Which is worse with respect to sustaining retirement income: sacrificing potential investment portfolio growth early, or exposing mortgage debt to interest rates later? In his November 2015 paper entitled “Incorporating Home Equity into a Retirement Income Strategy”, Wade Pfau simulates different strategies for incorporating home equity into a retirement plan (both income assurance and legacy) via a Home Equity Conversion Mortgage (reverse mortgage). A reverse mortgage is a non-recourse loan that enables many U.S. homeowners to tap (untaxed) up to $625,000 of home value. The different strategies are:
- Ignore Home Equity: A baseline not comparable to the other strategies.

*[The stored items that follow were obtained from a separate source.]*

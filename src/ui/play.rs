//! Play screen: scoreboard, card face, countdown and turn history

use std::time::Instant;

use ratatui::{
    prelude::*,
    widgets::{Block, Borders, Cell, Gauge, Paragraph, Row, Table, Wrap},
};

use super::helpers::{panel, wrap_text};
use crate::app::App;
use crate::models::TurnPhase;
use crate::theme::{
    category_color, get_pulse_color, timer_color, AMBER_WARNING, BG_SECONDARY, BG_TERTIARY,
    BORDER_SUBTLE, CYAN_DIM, CYAN_PRIMARY, GREEN_ACTIVE, GREEN_SUCCESS, RED_ERROR,
    ROUNDED_BORDERS, TEXT_MUTED, TEXT_PRIMARY, TEXT_SECONDARY, VIOLET_ACCENT,
};
use crate::utils::{format_seconds, format_timestamp};

const HISTORY_ROWS: usize = 8;

fn phase_label(phase: TurnPhase) -> (&'static str, Color) {
    match phase {
        TurnPhase::Idle => ("waiting for a card", TEXT_MUTED),
        TurnPhase::CardDrawn => ("card ready", AMBER_WARNING),
        TurnPhase::Running => ("miming!", GREEN_ACTIVE),
    }
}

fn render_header(frame: &mut Frame, area: Rect, app: &App) {
    let game = &app.game;
    let team = game.current_team().map(|t| t.name.as_str()).unwrap_or("-");
    let (phase, phase_color) = phase_label(game.phase());
    let line = Line::from(vec![
        Span::styled(" Turn: ", Style::default().fg(TEXT_MUTED)),
        Span::styled(
            team.to_string(),
            Style::default().fg(VIOLET_ACCENT).add_modifier(Modifier::BOLD),
        ),
        Span::styled("  ·  ", Style::default().fg(TEXT_MUTED)),
        Span::styled(phase, Style::default().fg(phase_color)),
        Span::styled(
            format!("  ·  first to {} points", game.settings().target_points),
            Style::default().fg(TEXT_MUTED),
        ),
    ]);
    frame.render_widget(Paragraph::new(line).block(panel("Mimica", BORDER_SUBTLE)), area);
}

fn render_scoreboard(frame: &mut Frame, area: Rect, app: &App) {
    let game = &app.game;
    let target = game.settings().target_points;
    let active = game.turn().current_team_index;
    let winner_id = game.winner().map(|t| t.id.clone());

    let mut lines = Vec::new();
    for (i, team) in game.teams().iter().enumerate() {
        let (indicator, indicator_color) = if i == active {
            ("●", get_pulse_color(app.animation_tick, GREEN_ACTIVE, CYAN_DIM))
        } else {
            ("○", TEXT_MUTED)
        };
        let name_style = if winner_id.as_deref() == Some(team.id.as_str()) {
            Style::default().fg(GREEN_SUCCESS).add_modifier(Modifier::BOLD)
        } else if i == active {
            Style::default().fg(CYAN_PRIMARY).add_modifier(Modifier::BOLD)
        } else {
            Style::default().fg(TEXT_SECONDARY)
        };
        lines.push(Line::from(vec![
            Span::styled(format!("{} ", indicator), Style::default().fg(indicator_color)),
            Span::styled(format!("{} ", i + 1), Style::default().fg(TEXT_MUTED)),
            Span::styled(team.name.clone(), name_style),
            Span::styled(
                format!("  {}/{}", team.points, target),
                Style::default().fg(TEXT_PRIMARY),
            ),
        ]));
    }
    frame.render_widget(Paragraph::new(lines).block(panel("Score", BORDER_SUBTLE)), area);
}

fn render_card(frame: &mut Frame, area: Rect, app: &App) {
    let game = &app.game;
    let Some(card) = game.current_card() else {
        let hint = if game.is_draw_pending() {
            "Generating a card..."
        } else {
            "Press d to draw a card"
        };
        frame.render_widget(
            Paragraph::new(Span::styled(hint, Style::default().fg(TEXT_MUTED)))
                .alignment(Alignment::Center)
                .block(panel("Card", BORDER_SUBTLE)),
            area,
        );
        return;
    };

    let color = category_color(card.category);
    let block = Block::default()
        .title(format!(" {} ", card.category.label()))
        .title_style(Style::default().fg(color).add_modifier(Modifier::BOLD))
        .borders(Borders::ALL)
        .border_set(ROUNDED_BORDERS)
        .border_style(Style::default().fg(color))
        .style(Style::default().bg(BG_TERTIARY));

    if !app.card_visible {
        frame.render_widget(
            Paragraph::new(vec![
                Line::from(""),
                Line::from(Span::styled("▒▒▒ hidden ▒▒▒", Style::default().fg(TEXT_MUTED))),
                Line::from(Span::styled("v: reveal", Style::default().fg(TEXT_MUTED))),
            ])
            .alignment(Alignment::Center)
            .block(block),
            area,
        );
        return;
    }

    let width = area.width.saturating_sub(4) as usize;
    let mut lines = Vec::new();
    for prompt in &card.prompts {
        for (i, part) in wrap_text(prompt, width.saturating_sub(2)).into_iter().enumerate() {
            let bullet = if i == 0 { "• " } else { "  " };
            lines.push(Line::from(vec![
                Span::styled(bullet, Style::default().fg(color)),
                Span::styled(part, Style::default().fg(TEXT_PRIMARY).add_modifier(Modifier::BOLD)),
            ]));
        }
    }
    if card.is_generated() {
        lines.push(Line::from(Span::styled("AI", Style::default().fg(VIOLET_ACCENT))));
    }
    let points = game.turn().current_card_points;
    lines.push(Line::from(Span::styled(
        format!("{} / {} points on this card", points, game.settings().max_points_per_card),
        Style::default().fg(TEXT_MUTED),
    )));

    frame.render_widget(Paragraph::new(lines).block(block).wrap(Wrap { trim: false }), area);
}

fn render_timer(frame: &mut Frame, area: Rect, app: &App, now: Instant) {
    let turn = app.game.turn();
    let total = app.game.settings().round_seconds.max(1);
    // Smooth the bar between whole-second ticks
    let elapsed_fraction = if turn.is_running {
        app.ticker_progress(now)
    } else {
        0.0
    };
    let ratio = ((turn.remaining as f64 - elapsed_fraction) / total as f64).clamp(0.0, 1.0);
    let color = timer_color(turn.remaining, total);

    let gauge = Gauge::default()
        .block(panel("Time", BORDER_SUBTLE))
        .gauge_style(Style::default().fg(color).bg(BG_SECONDARY))
        .ratio(ratio)
        .label(Span::styled(
            format_seconds(turn.remaining),
            Style::default().fg(TEXT_PRIMARY).add_modifier(Modifier::BOLD),
        ));
    frame.render_widget(gauge, area);
}

fn render_history(frame: &mut Frame, area: Rect, app: &App) {
    let game = &app.game;
    let rows: Vec<Row> = game
        .history()
        .iter()
        .rev()
        .take(HISTORY_ROWS)
        .map(|item| {
            let team = game
                .teams()
                .iter()
                .find(|t| t.id == item.team_id)
                .map(|t| t.name.clone())
                .unwrap_or_else(|| "?".to_string());
            let card = game
                .card(&item.card_id)
                .map(|c| c.summary(28))
                .unwrap_or_else(|| item.card_id.clone());
            let (result, color) = if item.passed {
                ("pass".to_string(), AMBER_WARNING)
            } else {
                (format!("+{}", item.correct), GREEN_SUCCESS)
            };
            Row::new(vec![
                Cell::from(format_timestamp(item.timestamp)).style(Style::default().fg(TEXT_MUTED)),
                Cell::from(team).style(Style::default().fg(TEXT_PRIMARY)),
                Cell::from(card).style(Style::default().fg(TEXT_SECONDARY)),
                Cell::from(result).style(Style::default().fg(color)),
            ])
        })
        .collect();

    let table = Table::new(
        rows,
        [
            Constraint::Length(9),
            Constraint::Length(14),
            Constraint::Min(10),
            Constraint::Length(5),
        ],
    )
    .block(panel("History", BORDER_SUBTLE));
    frame.render_widget(table, area);
}

fn render_quick_panel(frame: &mut Frame, area: Rect, app: &App) {
    let game = &app.game;
    let deck = game.deck();
    let ai = game.ai_generation();

    let mut lines = vec![
        Line::from(vec![
            Span::styled("Deck ", Style::default().fg(TEXT_MUTED)),
            Span::styled(deck.len().to_string(), Style::default().fg(CYAN_PRIMARY)),
            Span::styled("  Discard ", Style::default().fg(TEXT_MUTED)),
            Span::styled(deck.discard.len().to_string(), Style::default().fg(TEXT_SECONDARY)),
        ]),
    ];

    if game.settings().use_ai {
        let status = if ai.is_generating {
            Span::styled("AI generating...", Style::default().fg(VIOLET_ACCENT))
        } else {
            Span::styled("AI ready (i: new card)", Style::default().fg(TEXT_SECONDARY))
        };
        lines.push(Line::from(status));
    }
    if let Some(error) = &ai.error {
        lines.push(Line::from(Span::styled(
            format!("AI error: {} (c: clear)", error),
            Style::default().fg(RED_ERROR),
        )));
    }
    if let Some(card) = game.last_generated_card() {
        let width = area.width.saturating_sub(10) as usize;
        lines.push(Line::from(vec![
            Span::styled("Last AI: ", Style::default().fg(TEXT_MUTED)),
            Span::styled(card.summary(width), Style::default().fg(VIOLET_ACCENT)),
        ]));
    }
    if let Some(winner) = game.winner() {
        lines.push(Line::from(Span::styled(
            format!("🏆 {} wins! (r: new match)", winner.name),
            Style::default().fg(GREEN_SUCCESS).add_modifier(Modifier::BOLD),
        )));
    }

    frame.render_widget(
        Paragraph::new(lines)
            .block(panel("Match", BORDER_SUBTLE))
            .wrap(Wrap { trim: true }),
        area,
    );
}

pub fn render(frame: &mut Frame, area: Rect, app: &App, now: Instant) {
    let rows = Layout::default()
        .direction(Direction::Vertical)
        .constraints([
            Constraint::Length(3), // Header
            Constraint::Min(8),    // Score + card
            Constraint::Length(3), // Timer
            Constraint::Length(HISTORY_ROWS as u16 + 2),
        ])
        .split(area);

    render_header(frame, rows[0], app);

    let middle = Layout::default()
        .direction(Direction::Horizontal)
        .constraints([Constraint::Percentage(30), Constraint::Percentage(70)])
        .split(rows[1]);

    let left = Layout::default()
        .direction(Direction::Vertical)
        .constraints([Constraint::Min(4), Constraint::Length(7)])
        .split(middle[0]);

    render_scoreboard(frame, left[0], app);
    render_quick_panel(frame, left[1], app);
    render_card(frame, middle[1], app);
    render_timer(frame, rows[2], app, now);
    render_history(frame, rows[3], app);
}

- Home Equity as Last Resort: Delay opening a reverse mortgage line of credit until the investment portfolio is exhausted.
- Use Home Equity First: Open a reverse mortgage line of credit at the start of retirement and draw upon it first, letting the investment portfolio grow.
- Sacks and Sacks Coordination Strategy: Open a reverse mortgage line of credit at the start of retirement. Draw upon it (until exhausted, with no repayments) only after years when the investment portfolio loses money.
- Texas Tech Coordination Strategy: Open a reverse mortgage line of credit at the start of retirement. Draws upon it (until exhausted) when investment portfolio balance falls below an estimated 80% of a required wealth glidepath. Pay it down when investment portfolio balance rises above an estimated 80% of required wealth glidepath.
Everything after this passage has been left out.